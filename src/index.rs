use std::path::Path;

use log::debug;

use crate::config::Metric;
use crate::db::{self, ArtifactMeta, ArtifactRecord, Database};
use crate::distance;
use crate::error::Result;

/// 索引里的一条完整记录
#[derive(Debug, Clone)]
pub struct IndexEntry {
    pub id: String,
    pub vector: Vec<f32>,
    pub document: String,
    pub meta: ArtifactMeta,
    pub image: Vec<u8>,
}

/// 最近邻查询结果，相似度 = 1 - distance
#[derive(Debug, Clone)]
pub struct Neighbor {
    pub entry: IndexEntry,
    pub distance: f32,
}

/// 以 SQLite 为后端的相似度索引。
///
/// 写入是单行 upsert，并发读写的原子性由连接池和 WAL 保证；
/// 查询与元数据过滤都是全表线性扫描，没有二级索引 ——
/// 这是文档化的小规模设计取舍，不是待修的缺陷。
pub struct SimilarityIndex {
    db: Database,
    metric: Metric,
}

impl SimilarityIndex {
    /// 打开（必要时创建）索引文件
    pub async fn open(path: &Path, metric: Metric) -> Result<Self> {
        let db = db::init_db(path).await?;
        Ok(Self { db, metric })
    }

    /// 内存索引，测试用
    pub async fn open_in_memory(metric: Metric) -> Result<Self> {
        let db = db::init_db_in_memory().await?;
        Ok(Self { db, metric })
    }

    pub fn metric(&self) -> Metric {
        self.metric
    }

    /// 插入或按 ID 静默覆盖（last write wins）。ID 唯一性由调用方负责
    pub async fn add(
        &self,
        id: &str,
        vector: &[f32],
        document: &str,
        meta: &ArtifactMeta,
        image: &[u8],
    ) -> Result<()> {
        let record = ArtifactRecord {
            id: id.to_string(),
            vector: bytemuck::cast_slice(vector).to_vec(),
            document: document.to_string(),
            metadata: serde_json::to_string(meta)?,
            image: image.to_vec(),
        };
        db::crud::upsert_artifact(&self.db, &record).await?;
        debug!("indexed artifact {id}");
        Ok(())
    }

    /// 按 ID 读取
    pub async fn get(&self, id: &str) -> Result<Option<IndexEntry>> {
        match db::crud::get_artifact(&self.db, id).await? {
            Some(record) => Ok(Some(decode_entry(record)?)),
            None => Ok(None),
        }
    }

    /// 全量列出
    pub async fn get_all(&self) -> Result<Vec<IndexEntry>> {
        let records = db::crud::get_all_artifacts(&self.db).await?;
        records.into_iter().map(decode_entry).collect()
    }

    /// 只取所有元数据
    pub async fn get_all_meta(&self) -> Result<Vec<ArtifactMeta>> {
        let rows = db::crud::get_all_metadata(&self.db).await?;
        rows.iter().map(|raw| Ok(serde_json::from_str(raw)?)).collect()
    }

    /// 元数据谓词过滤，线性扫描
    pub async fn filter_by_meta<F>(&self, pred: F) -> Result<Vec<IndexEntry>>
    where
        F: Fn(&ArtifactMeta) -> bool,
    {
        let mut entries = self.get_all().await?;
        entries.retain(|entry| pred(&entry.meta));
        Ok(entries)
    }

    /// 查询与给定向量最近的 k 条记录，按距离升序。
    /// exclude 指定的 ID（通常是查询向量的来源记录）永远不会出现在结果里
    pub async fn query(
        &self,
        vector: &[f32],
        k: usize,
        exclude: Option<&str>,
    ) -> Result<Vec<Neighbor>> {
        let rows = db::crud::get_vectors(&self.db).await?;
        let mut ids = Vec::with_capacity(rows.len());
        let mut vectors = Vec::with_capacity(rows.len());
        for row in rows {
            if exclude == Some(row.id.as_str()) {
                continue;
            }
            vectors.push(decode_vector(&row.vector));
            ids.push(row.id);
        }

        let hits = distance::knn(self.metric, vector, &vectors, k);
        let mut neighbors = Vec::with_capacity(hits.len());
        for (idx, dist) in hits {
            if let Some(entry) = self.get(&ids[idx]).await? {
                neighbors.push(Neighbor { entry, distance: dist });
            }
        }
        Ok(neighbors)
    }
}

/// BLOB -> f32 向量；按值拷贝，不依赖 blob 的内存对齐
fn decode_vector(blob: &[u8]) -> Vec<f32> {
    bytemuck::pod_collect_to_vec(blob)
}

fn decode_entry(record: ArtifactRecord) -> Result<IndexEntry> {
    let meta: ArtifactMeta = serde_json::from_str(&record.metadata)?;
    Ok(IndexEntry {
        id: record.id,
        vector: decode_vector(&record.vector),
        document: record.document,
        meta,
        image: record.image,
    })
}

**Work order**
The whole listing should be copied verbatim.

**Answer section**
filename src/index.rs
use std::path::Path;

use log::debug;

use crate::config::Metric;
use crate::db::{self, ArtifactMeta, ArtifactRecord, Database};
use crate::distance;
use crate::error::Result;

/// 索引里的一条完整记录
#[derive(Debug, Clone)]
pub struct IndexEntry {
    pub id: String,
    pub vector: Vec<f32>,
    pub document: String,
    pub meta: ArtifactMeta,
    pub image: Vec<u8>,
}

/// 最近邻查询结果，相似度 = 1 - distance
#[derive(Debug, Clone)]
pub struct Neighbor {
    pub entry: IndexEntry,
    pub distance: f32,
}

/// 以 SQLite 为后端的相似度索引。
///
/// 写入是单行 upsert，并发读写的原子性由连接池和 WAL 保证；
/// 查询与元数据过滤都是全表线性扫描，没有二级索引 ——
/// 这是文档化的小规模设计取舍，不是待修的缺陷。
pub struct SimilarityIndex {
    db: Database,
    metric: Metric,
}

impl SimilarityIndex {
    /// 打开（必要时创建）索引文件
    pub async fn open(path: &Path, metric: Metric) -> Result<Self> {
        let db = db::init_db(path).await?;
        Ok(Self { db, metric })
    }

    /// 内存索引，测试用
    pub async fn open_in_memory(metric: Metric) -> Result<Self> {
        let db = db::init_db_in_memory().await?;
        Ok(Self { db, metric })
    }

    pub fn metric(&self) -> Metric {
        self.metric
    }

    /// 插入或按 ID 静默覆盖（last write wins）。ID 唯一性由调用方负责
    pub async fn add(
        &self,
        id: &str,
        vector: &[f32],
        document: &str,
        meta: &ArtifactMeta,
        image: &[u8],
    ) -> Result<()> {
        let record = ArtifactRecord {
            id: id.to_string(),
            vector: bytemuck::cast_slice(vector).to_vec(),
            document: document.to_string(),
            metadata: serde_json::to_string(meta)?,
            image: image.to_vec(),
        };
        db::crud::upsert_artifact(&self.db, &record).await?;
        debug!("indexed artifact {id}");
        Ok(())
    }

    /// 按 ID 读取
    pub async fn get(&self, id: &str) -> Result<Option<IndexEntry>> {
        match db::crud::get_artifact(&self.db, id).await? {
            Some(record) => Ok(Some(decode_entry(record)?)),
            None => Ok(None),
        }
    }

    /// 全量列出
    pub async fn get_all(&self) -> Result<Vec<IndexEntry>> {
        let records = db::crud::get_all_artifacts(&self.db).await?;
        records.into_iter().map(decode_entry).collect()
    }

    /// 只取所有元数据
    pub async fn get_all_meta(&self) -> Result<Vec<ArtifactMeta>> {
        let rows = db::crud::get_all_metadata(&self.db).await?;
        rows.iter().map(|raw| Ok(serde_json::from_str(raw)?)).collect()
    }

    /// 元数据谓词过滤，线性扫描
    pub async fn filter_by_meta<F>(&self, pred: F) -> Result<Vec<IndexEntry>>
    where
        F: Fn(&ArtifactMeta) -> bool,
    {
        let mut entries = self.get_all().await?;
        entries.retain(|entry| pred(&entry.meta));
        Ok(entries)
    }

    /// 查询与给定向量最近的 k 条记录，按距离升序。
    /// exclude 指定的 ID（通常是查询向量的来源记录）永远不会出现在结果里
    pub async fn query(
        &self,
        vector: &[f32],
        k: usize,
        exclude: Option<&str>,
    ) -> Result<Vec<Neighbor>> {
        let rows = db::crud::get_vectors(&self.db).await?;
        let mut ids = Vec::with_capacity(rows.len());
        let mut vectors = Vec::with_capacity(rows.len());
        for row in rows {
            if exclude == Some(row.id.as_str()) {
                continue;
            }
            vectors.push(decode_vector(&row.vector));
            ids.push(row.id);
        }

        let hits = distance::knn(self.metric, vector, &vectors, k);
        let mut neighbors = Vec::with_capacity(hits.len());
        for (idx, dist) in hits {
            if let Some(entry) = self.get(&ids[idx]).await? {
                neighbors.push(Neighbor { entry, distance: dist });
            }
        }
        Ok(neighbors)
    }
}

/// BLOB -> f32 向量；按值拷贝，不依赖 blob 的内存对齐
fn decode_vector(blob: &[u8]) -> Vec<f32> {
    bytemuck::pod_collect_to_vec(blob)
}

fn decode_entry(record: ArtifactRecord) -> Result<IndexEntry> {
    let meta: ArtifactMeta = serde_json::from_str(&record.metadata)?;
    Ok(IndexEntry {
        id: record.id,
        vector: decode_vector(&record.vector),
        document: record.document,
        meta,
        image: record.image,
    })
}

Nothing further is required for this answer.